[Collected data]
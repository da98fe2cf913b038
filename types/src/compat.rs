#![cfg(test)]
use crate::execution::{Event, Instruction, Key, Transaction};
use crate::game::{GameError, GameMeta};
use commonware_codec::{DecodeExt, Encode};
use commonware_cryptography::{ed25519::PrivateKey, Signer};

#[test]
fn instruction_encoding_is_stable() {
    assert_eq!(Instruction::StartGame.encode().as_ref(), &[0u8]);
    assert_eq!(
        Instruction::PlayRound { index: 2 }.encode().as_ref(),
        &[1u8, 2]
    );
}

#[test]
fn game_error_encoding_is_stable() {
    assert_eq!(GameError::SessionNotStarted.encode().as_ref(), &[0u8]);
    assert_eq!(GameError::InvalidRound(7).encode().as_ref(), &[1u8, 7]);
    assert_eq!(GameError::RoundAlreadyPlayed(1).encode().as_ref(), &[2u8, 1]);
    assert_eq!(GameError::GameCompleted.encode().as_ref(), &[3u8]);
}

#[test]
fn meta_encoding_is_stable() {
    let meta = GameMeta {
        rounds_played: 2,
        used_cards: [true, false, true],
        initialized: true,
    };
    assert_eq!(meta.encode().as_ref(), &[2u8, 1, 0, 1, 1]);
}

#[test]
fn transaction_signature_covers_instruction() {
    let private = PrivateKey::from_seed(1);
    let tx = Transaction::sign(&private, 0, Instruction::PlayRound { index: 1 });
    assert!(tx.verify());

    let decoded = Transaction::decode(tx.encode().as_ref()).unwrap();
    assert_eq!(decoded, tx);

    let mut forged = tx.clone();
    forged.instruction = Instruction::PlayRound { index: 2 };
    assert!(!forged.verify());

    let mut replayed = tx;
    replayed.nonce = 1;
    assert!(!replayed.verify());
}

#[test]
fn key_tags_are_distinct() {
    let public = PrivateKey::from_seed(3).public_key();
    let account = Key::Account(public.clone()).encode();
    let session = Key::Session(public.clone()).encode();
    assert_eq!(account[0], 0);
    assert_eq!(session[0], 1);
    assert_ne!(account, session);

    let event = Event::RoundPlayed {
        owner: public,
        index: 1,
        rounds_played: 2,
    };
    assert_eq!(Event::decode(event.encode().as_ref()).unwrap(), event);
}

mod fuzz {
    use crate::game::PlayerSession;
    use commonware_codec::{DecodeExt, FixedSize};
    use proptest::prelude::*;

    proptest! {
        #[test]
        fn decoded_sessions_hold_invariants(
            bytes in proptest::collection::vec(any::<u8>(), PlayerSession::SIZE)
        ) {
            if let Ok(session) = PlayerSession::decode(bytes.as_ref()) {
                prop_assert!(session.validate_invariants().is_ok());
                prop_assert!(session.rounds_played as usize <= crate::ROUND_COUNT);
            }
        }

        #[test]
        fn short_session_bytes_are_rejected(
            bytes in proptest::collection::vec(any::<u8>(), 0..PlayerSession::SIZE)
        ) {
            prop_assert!(PlayerSession::decode(bytes.as_ref()).is_err());
        }
    }
}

▶ _TASK OBJECTIVE_: With nothing left out, print the data above exactly.

▶ _TASK RESPONSE_:
repository da98fe2cf913b038
filename types/src/compat.rs
#![cfg(test)]
use crate::execution::{Event, Instruction, Key, Transaction};
use crate::game::{GameError, GameMeta};
use commonware_codec::{DecodeExt, Encode};
use commonware_cryptography::{ed25519::PrivateKey, Signer};

#[test]
fn instruction_encoding_is_stable() {
    assert_eq!(Instruction::StartGame.encode().as_ref(), &[0u8]);
    assert_eq!(
        Instruction::PlayRound { index: 2 }.encode().as_ref(),
        &[1u8, 2]
    );
}

#[test]
fn game_error_encoding_is_stable() {
    assert_eq!(GameError::SessionNotStarted.encode().as_ref(), &[0u8]);
    assert_eq!(GameError::InvalidRound(7).encode().as_ref(), &[1u8, 7]);
    assert_eq!(GameError::RoundAlreadyPlayed(1).encode().as_ref(), &[2u8, 1]);
    assert_eq!(GameError::GameCompleted.encode().as_ref(), &[3u8]);
}

#[test]
fn meta_encoding_is_stable() {
    let meta = GameMeta {
        rounds_played: 2,
        used_cards: [true, false, true],
        initialized: true,
    };
    assert_eq!(meta.encode().as_ref(), &[2u8, 1, 0, 1, 1]);
}

#[test]
fn transaction_signature_covers_instruction() {
    let private = PrivateKey::from_seed(1);
    let tx = Transaction::sign(&private, 0, Instruction::PlayRound { index: 1 });
    assert!(tx.verify());

    let decoded = Transaction::decode(tx.encode().as_ref()).unwrap();
    assert_eq!(decoded, tx);

    let mut forged = tx.clone();
    forged.instruction = Instruction::PlayRound { index: 2 };
    assert!(!forged.verify());

    let mut replayed = tx;
    replayed.nonce = 1;
    assert!(!replayed.verify());
}

#[test]
fn key_tags_are_distinct() {
    let public = PrivateKey::from_seed(3).public_key();
    let account = Key::Account(public.clone()).encode();
    let session = Key::Session(public.clone()).encode();
    assert_eq!(account[0], 0);
    assert_eq!(session[0], 1);
    assert_ne!(account, session);

    let event = Event::RoundPlayed {
        owner: public,
        index: 1,
        rounds_played: 2,
    };
    assert_eq!(Event::decode(event.encode().as_ref()).unwrap(), event);
}

mod fuzz {
    use crate::game::PlayerSession;
    use commonware_codec::{DecodeExt, FixedSize};
    use proptest::prelude::*;

    proptest! {
        #[test]
        fn decoded_sessions_hold_invariants(
            bytes in proptest::collection::vec(any::<u8>(), PlayerSession::SIZE)
        ) {
            if let Ok(session) = PlayerSession::decode(bytes.as_ref()) {
                prop_assert!(session.validate_invariants().is_ok());
                prop_assert!(session.rounds_played as usize <= crate::ROUND_COUNT);
            }
        }

        #[test]
        fn short_session_bytes_are_rejected(
            bytes in proptest::collection::vec(any::<u8>(), 0..PlayerSession::SIZE)
        ) {
            prop_assert!(PlayerSession::decode(bytes.as_ref()).is_err());
        }
    }
}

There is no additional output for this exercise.